Monday, August 10, 2015

The Watts Riots and Color/TV

August 11, 1965.  The Watts Riots ignited in South Central Los Angeles.  In August of last year, I flew out to New York City for a 2-week stay.  I taped two editions of a film review and interview TV show as its guest co-host/critic.  Thanks to several friends, I stretched that 2-week stay out to nearly one year.  I've been couch-surfing and job hunting, determined to kick four years of brutal unemployment to the curb.  While I've been a gypsy, so to speak, I've listened to Larry Mantle every week on my computer.  He's the host of AirTalk on KPCC out of Pasadena.  Larry and I are in the same age category.  We're both native-born Los Angelenos.  KPCC looks back at Watts 50 on August 11th.  Larry, on his show, said that he was about six when the riots occurred and he asked listeners to call in with memories of the Watts Riots, if they were old enough to remember.  Like Larry, I was a boy then.  Our black Catholic family lived in the curfew area.

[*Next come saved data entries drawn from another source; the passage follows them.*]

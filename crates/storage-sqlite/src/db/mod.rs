use log::{error, info};
use std::fs;
use std::path::Path;
use std::sync::Arc;

use diesel::connection::{Connection, SimpleConnection};
use diesel::r2d2::{self, ConnectionManager, PooledConnection};
use diesel::sqlite::SqliteConnection;
use diesel_migrations::{embed_migrations, EmbeddedMigrations, MigrationHarness};

use ratebook_core::errors::{DatabaseError, Error, Result};

const MIGRATIONS: EmbeddedMigrations = embed_migrations!();

pub type DbPool = r2d2::Pool<ConnectionManager<SqliteConnection>>;
pub type DbConnection = PooledConnection<ConnectionManager<SqliteConnection>>;

pub mod write_actor;
pub use write_actor::{spawn_writer, WriteHandle};

/// Ensures the database file exists and applies the base PRAGMAs.
/// Returns the resolved database path.
pub fn init(app_data_dir: &str) -> Result<String> {
    let db_path = get_db_path(app_data_dir);

    let db_dir = Path::new(&db_path).parent().ok_or_else(|| {
        Error::Database(DatabaseError::ConnectionFailed(format!(
            "Invalid database path: {}",
            db_path
        )))
    })?;
    if !db_dir.exists() {
        fs::create_dir_all(db_dir).map_err(|e| {
            Error::Database(DatabaseError::ConnectionFailed(e.to_string()))
        })?;
    }

    {
        let mut conn = SqliteConnection::establish(&db_path)
            .map_err(|e| Error::Database(DatabaseError::ConnectionFailed(e.to_string())))?;
        conn.batch_execute(
            "PRAGMA journal_mode = WAL;
             PRAGMA foreign_keys = ON;
             PRAGMA busy_timeout = 30000;
             PRAGMA synchronous = NORMAL;",
        )
        .map_err(|e| Error::Database(DatabaseError::ConnectionFailed(e.to_string())))?;
    }

    Ok(db_path)
}

pub fn create_pool(db_path: &str) -> Result<Arc<DbPool>> {
    let manager = ConnectionManager::<SqliteConnection>::new(db_path);
    let pool = r2d2::Pool::builder()
        .max_size(8)
        .min_idle(Some(1)) // Keep at least one connection ready
        .connection_timeout(std::time::Duration::from_secs(30))
        .connection_customizer(Box::new(ConnectionCustomizer {}))
        .build(manager)
        .map_err(|e| DatabaseError::PoolCreationFailed(e.to_string()))?;
    Ok(Arc::new(pool))
}

pub fn run_migrations(pool: &DbPool) -> Result<()> {
    info!("Running database migrations");
    let mut connection = get_connection(pool)?;

    let applied = connection.run_pending_migrations(MIGRATIONS).map_err(|e| {
        error!("Database migration failed: {}", e);
        Error::Database(DatabaseError::MigrationFailed(e.to_string()))
    })?;

    if applied.is_empty() {
        info!("No pending migrations to apply.");
    } else {
        for migration_version in &applied {
            info!("Applied migration {}", migration_version);
        }
    }

    Ok(())
}

pub fn get_db_path(app_data_dir: &str) -> String {
    // DATABASE_URL takes precedence over the app data directory
    std::env::var("DATABASE_URL").unwrap_or_else(|_| {
        Path::new(app_data_dir)
            .join("ratebook.db")
            .to_string_lossy()
            .to_string()
    })
}

/// Gets a connection from the pool.
pub fn get_connection(pool: &DbPool) -> Result<DbConnection> {
    pool.get()
        .map_err(|e| Error::Database(DatabaseError::PoolCreationFailed(e.to_string())))
}

#[derive(Debug)]
struct ConnectionCustomizer;

impl r2d2::CustomizeConnection<SqliteConnection, diesel::r2d2::Error> for ConnectionCustomizer {
    fn on_acquire(
        &self,
        conn: &mut SqliteConnection,
    ) -> std::result::Result<(), diesel::r2d2::Error> {
        use diesel::RunQueryDsl;

        diesel::sql_query(
            "PRAGMA foreign_keys = ON;
             PRAGMA busy_timeout = 30000;
             PRAGMA synchronous = NORMAL;",
        )
        .execute(conn)
        .map_err(diesel::r2d2::Error::QueryError)?;

        Ok(())
    }
}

We lived on 124th Street, a cul-de-sac block at Central Avenue.  One afternoon during the riots, my little sister and I walked up to the corner of our block and watched the armed  National Guard roll down Central Avenue for duty.  Central Avenue was always busy with cars and buses and trucks.  That afternoon, we saw only military men traveling dramatically down the avenue like a scene out of a 1950s sci-fi movie when giant radioactive creatures terrorized a city.  It was surreal.  And scary.  Because those men in green, like the police, were armed.  KTLA, a local independent TV station, was the first TV station to equip a helicopter with a camera.  That camera was for improved, up-to-the-minute traffic reports in the newscasts.  Then the riots happened and that camera became a local news giant Cyclops, that one eye looking down to beam a steady stream of fires caused by black men hurling molotov cocktails.  It showed black looters and black people in conflict with the cops.  Those images caused fear in some upscale white communities, communities not at all in proximity to Watts.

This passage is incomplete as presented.